Gingold follows in the footsteps of Will Wright's previous Spore GDC presentations.

SAN FRANCISCO--Two years ago, when Will Wright made his groundbreaking demonstration of Spore to a captive audience at GDC 2005, he tried to describe what sorts of gameplay mechanics he wanted to incorporate. True to himself, he described them largely by analogy to various toys and pop culture touchstones from his childhood: Etch-a-Sketch, Mr. Potato Head, Star Trek, Erector Sets, and Pac-Man, to name only a few.

Fast-forward two years to GDC 2007. Though returning attendees might have been disappointed at the lack of any additional gameplay footage, Spore design lead Chaim Gingold's session titled "Spore's Magic Crayons" nonetheless proved to be an entertaining presentation, elaborating on some of the toy analogies Wright had presented previously by describing in detail the design challenges of the creature, building, vehicle, and planet editors.
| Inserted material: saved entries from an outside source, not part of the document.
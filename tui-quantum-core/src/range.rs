//! Two-thumb range values
//!
//! A range value is a `(left, right)` pair on a [`Scale`]. Both ends are
//! always guarded and ordered, and keyboard steps never let one thumb pass the
//! other.

use serde::{Deserialize, Serialize};

use crate::scale::Scale;

/// Which thumb of a range
#[derive(Debug, Clone, Copy, PartialEq, Eq, Hash, Default, Serialize, Deserialize)]
#[serde(rename_all = "lowercase")]
pub enum RangeSide {
    #[default]
    Left,
    Right,
}

impl RangeSide {
    /// The other thumb
    pub fn toggle(self) -> Self {
        match self {
            RangeSide::Left => RangeSide::Right,
            RangeSide::Right => RangeSide::Left,
        }
    }
}

/// Guard both ends and order them so `left <= right`
pub fn guard_range(scale: &Scale, (left, right): (f64, f64)) -> (f64, f64) {
    let left = scale.guard(left);
    let right = scale.guard(right);
    (left.min(right), left.max(right))
}

/// Move one thumb by a single keyboard step ([`Scale::key_step`])
///
/// The moving thumb stops at the other one instead of crossing it. Returns
/// `None` when the value would not change (at a bound, thumbs touching, or a
/// zero step).
pub fn step_range(
    scale: &Scale,
    (left, right): (f64, f64),
    side: RangeSide,
    increment: bool,
) -> Option<(f64, f64)> {
    let step = if increment {
        scale.key_step()
    } else {
        -scale.key_step()
    };

    let next = match side {
        RangeSide::Left => (scale.guard(left + step).min(right), right),
        RangeSide::Right => (left, scale.guard(right + step).max(left)),
    };

    if next == (left, right) {
        return None;
    }
    Some(guard_range(scale, next))
}

/// Which thumb moved between two values, left wins when both did
pub fn changed_side(old: (f64, f64), new: (f64, f64)) -> Option<RangeSide> {
    if old.0 != new.0 {
        Some(RangeSide::Left)
    } else if old.1 != new.1 {
        Some(RangeSide::Right)
    } else {
        None
    }
}

/// Thumb closest to `point`
///
/// When the thumbs overlap, the side `point` lies on decides, so a drag can
/// pull them apart.
pub fn nearest_side((left, right): (f64, f64), point: f64) -> RangeSide {
    if left == right {
        return if point > right {
            RangeSide::Right
        } else {
            RangeSide::Left
        };
    }
    if (point - left).abs() <= (point - right).abs() {
        RangeSide::Left
    } else {
        RangeSide::Right
    }
}

#[cfg(test)]
mod tests {
    use super::*;
    use crate::quantum::{Bounds, Quantum};

    fn scale() -> Scale {
        Scale::new(Bounds::new(0.0, 10.0).unwrap()).with_quantum(Some(Quantum::new(1.0).unwrap()))
    }

    #[test]
    fn test_guard_orders_ends() {
        assert_eq!(guard_range(&scale(), (7.2, 2.6)), (3.0, 7.0));
        assert_eq!(guard_range(&scale(), (-5.0, 50.0)), (0.0, 10.0));
    }

    #[test]
    fn test_step_moves_active_side() {
        let s = scale();
        assert_eq!(step_range(&s, (2.0, 8.0), RangeSide::Left, true), Some((3.0, 8.0)));
        assert_eq!(step_range(&s, (2.0, 8.0), RangeSide::Left, false), Some((1.0, 8.0)));
        assert_eq!(step_range(&s, (2.0, 8.0), RangeSide::Right, true), Some((2.0, 9.0)));
        assert_eq!(step_range(&s, (2.0, 8.0), RangeSide::Right, false), Some((2.0, 7.0)));
    }

    #[test]
    fn test_step_never_crosses() {
        let s = scale();
        assert_eq!(step_range(&s, (5.0, 5.0), RangeSide::Left, true), None);
        assert_eq!(step_range(&s, (5.0, 5.0), RangeSide::Right, false), None);
        assert_eq!(step_range(&s, (4.0, 5.0), RangeSide::Left, true), Some((5.0, 5.0)));
    }

    #[test]
    fn test_step_stops_at_bounds() {
        let s = scale();
        assert_eq!(step_range(&s, (0.0, 4.0), RangeSide::Left, false), None);
        assert_eq!(step_range(&s, (4.0, 10.0), RangeSide::Right, true), None);
    }

    #[test]
    fn test_step_uses_explicit_steps() {
        let s = scale().with_steps(2);
        assert_eq!(step_range(&s, (0.0, 10.0), RangeSide::Left, true), Some((5.0, 10.0)));
    }

    #[test]
    fn test_step_without_quantum_moves_a_hundredth() {
        let s = Scale::new(Bounds::new(0.0, 100.0).unwrap()).with_quantum(None);
        assert_eq!(step_range(&s, (10.0, 90.0), RangeSide::Left, true), Some((11.0, 90.0)));
        assert_eq!(step_range(&s, (10.0, 90.0), RangeSide::Right, false), Some((10.0, 89.0)));
    }

    #[test]
    fn test_changed_side() {
        assert_eq!(changed_side((1.0, 2.0), (0.0, 2.0)), Some(RangeSide::Left));
        assert_eq!(changed_side((1.0, 2.0), (1.0, 3.0)), Some(RangeSide::Right));
        assert_eq!(changed_side((1.0, 2.0), (1.0, 2.0)), None);
    }

    #[test]
    fn test_nearest_side() {
        assert_eq!(nearest_side((2.0, 8.0), 3.0), RangeSide::Left);
        assert_eq!(nearest_side((2.0, 8.0), 7.0), RangeSide::Right);
        assert_eq!(nearest_side((5.0, 5.0), 9.0), RangeSide::Right);
        assert_eq!(nearest_side((5.0, 5.0), 1.0), RangeSide::Left);
        assert_eq!(RangeSide::Left.toggle(), RangeSide::Right);
    }
}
The session reinforced the notion that Spore is fundamentally about a return to the basics of game design; a turning away from the question of "Will this sell?" to the questions of "What do people love to do?" and "How do we help them create?"
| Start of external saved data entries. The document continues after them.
//! tui-quantum: Quantized value controls for Rust TUI apps
//!
//! Sliders, ranges and previews whose values always land on a quantum grid
//! inside their bounds. The numeric model is pure and lives in
//! `tui-quantum-core`; the ratatui components live in `tui-quantum-components`.
//!
//! # Example
//! ```ignore
//! use tui_quantum::prelude::*;
//!
//! #[derive(Clone, Debug)]
//! enum AppAction {
//!     SetVolume(f64),
//! }
//!
//! let scale = SliderConfig::from_json(r#"{"max": 100, "quantum": 5}"#)?.build()?;
//! let mut slider = Slider::new();
//! let actions = slider.handle_event(&event, SliderProps {
//!     scale: &scale,
//!     value: state.volume,
//!     keymap: &SliderBindings::default(),
//!     is_focused: true,
//!     show_border: true,
//!     label: Some("Volume"),
//!     on_change: AppAction::SetVolume,
//! });
//! ```

// Re-export everything from core
pub use tui_quantum_core::*;

// Re-export components
pub use tui_quantum_components::{
    PhoneInput, PhoneInputProps, Preview, PreviewProps, RangeSlider, RangeSliderProps, Slider,
    SliderProps,
};

/// Prelude for convenient imports
pub mod prelude {
    // Traits
    pub use tui_quantum_core::{Action, Component};

    // Events
    pub use tui_quantum_core::EventKind;

    // Numeric model
    pub use tui_quantum_core::{
        build_key_steps, quantize, step_count, step_size, Bounds, KeyStep, KeySteps,
        PreviewTransform, Quantum, RangeSide, Scale, ZoomState,
    };

    // Config and keybindings
    pub use tui_quantum_core::{
        parse_key_string, QuantumError, SliderBindings, SliderConfig, SliderKeymap,
    };

    // Components
    pub use tui_quantum_components::prelude::*;

    // Ratatui re-exports
    pub use tui_quantum_core::{Color, Frame, Line, Modifier, Rect, Span, Style, Text};
}
//! Error type for rejected scale inputs

use thiserror::Error;

/// Errors raised when building a scale from invalid inputs
///
/// The numeric helpers themselves ([`quantize`](crate::quantize),
/// [`step_count`](crate::step_count), ...) never fail. Errors only come out of
/// the validating constructors and config loading.
#[derive(Debug, Clone, PartialEq, Error)]
pub enum QuantumError {
    /// Quantum is zero, negative or not finite
    #[error("quantum must be positive and finite, got {0}")]
    InvalidQuantum(f64),

    /// `min > max`, or `min` is not finite
    #[error("invalid bounds: min {min} must not exceed max {max}")]
    InvalidBounds { min: f64, max: f64 },

    /// Key step percentage outside `0..=100`
    #[error("key step percentage {0} is outside 0..=100")]
    InvalidKeyStep(f64),

    /// Unparseable key string in a keymap
    #[error("unknown key {0:?}")]
    InvalidKey(String),

    /// Config could not be parsed
    #[error("invalid config: {0}")]
    Config(String),
}

impl From<serde_json::Error> for QuantumError {
    fn from(err: serde_json::Error) -> Self {
        QuantumError::Config(err.to_string())
    }
}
Gingold attributed his crayon analogy to the children's novel Harold and the Purple Crayon, wherein a child draws objects with a purple crayon that magically comes to life. With that simile in mind, Gingold explained over the next 45 minutes how Spore's ultimate goal was to create an editor with the same ease of use, capacity for fun, and transformational ability to make something real.

Gingold first identified several reasons that creativity is fun: disproportionate feedback (large outputs from small inputs--for example, a slot machine), self-exploration/identification, constructionism (people caring about what they've built themselves), and social pleasure (people loving to show off what they've built).
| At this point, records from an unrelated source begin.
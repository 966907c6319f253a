pub mod assign_panel;
pub mod exam_form;
pub mod exam_table;
pub mod header;
pub mod invigilator_form;
pub mod invigilator_table;
pub mod room_form;
pub mod room_list;
pub mod stats_panel;
pub mod student_form;
pub mod student_table;
//! 部屋リストコンポーネント

use exam_seater_common::{views, StateStore};
use leptos::prelude::*;

#[component]
pub fn RoomList(state: ReadSignal<StateStore>) -> impl IntoView {
    let cards = move || {
        views::room_cards(&state.get().snapshot)
            .into_iter()
            .enumerate()
            .collect::<Vec<_>>()
    };

    view! {
        <div class="rooms-list" id="roomsList">
            <For
                each=cards
                key=|(index, card)| (*index, card.clone())
                children=|(_, card): (usize, views::RoomCard)| {
                    view! {
                        <div class="room">
                            <strong>{card.code}</strong>
                            <div class="muted">{format!("収容: {}", card.capacity)}</div>
                            <div class="muted">{format!("{} {}F", card.building, card.floor)}</div>
                        </div>
                    }
                }
            />
        </div>
    }
}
But Spore's design team quickly discovered that there were myriad challenges with an emergent editor that embraced open-ended creativity. It had to be easy and fun. It had to satisfy a broad range of fantasies and expectations. The output had to work in the animation system and with the game's rule sets. And how do you intuitively design a 3D object editor with a 2D interface for non-Maya-savvy players?

Most generally, how do you design an editor that your grandmother could use that still can yield countless creatures of varying size and shape that work with the gameplay?

The short answer is that constraints were applied to the editors that maximize the possibility of well-designed creatures while minimizing player confusion on how to build them. There was a conscious--and as Gingold describes it, necessary--choice to reduce the breadth of the editing tool.

The challenge still remained, though, in creating a design grammar within the editors that players could universally understand. The solution was in finding the essential representation of the object being built (for example, a vehicle) in terms of its essential and easily recognizable building blocks (for instance, the cockpit). By utilizing this language of creation, Gingold argued, they could more easily guide player expectations and thus have them more consistently produce nuanced and high-quality creatures, buildings, and vehicles.

Before concluding, Gingold moved on to an interesting philosophical observation, waxing oddly Marxist. In humanity's past, people did everything themselves, and life was communal (albeit tribal). At a certain point, societies began to form, and work became more specialized (butchers, blacksmiths, and so on). In today's corporate structure, this specialization seems to have spread out enormously: the programmer who writes the code for hair animation, or the accountant who does the books for a particular department. And despite close living conditions, we still maintain a strong sense of privacy.

The information age, however, has begun to combat that isolation, returning an element of community by letting us share our personal content with our fellow human beings around the world. Gingold implicitly argued that tools like Spore's editors are not only enablers of unique content creation, but also facilitators of social interaction.

"The computer can breathe life into the things that the players are making," said Gingold. "And that's one of our superpowers."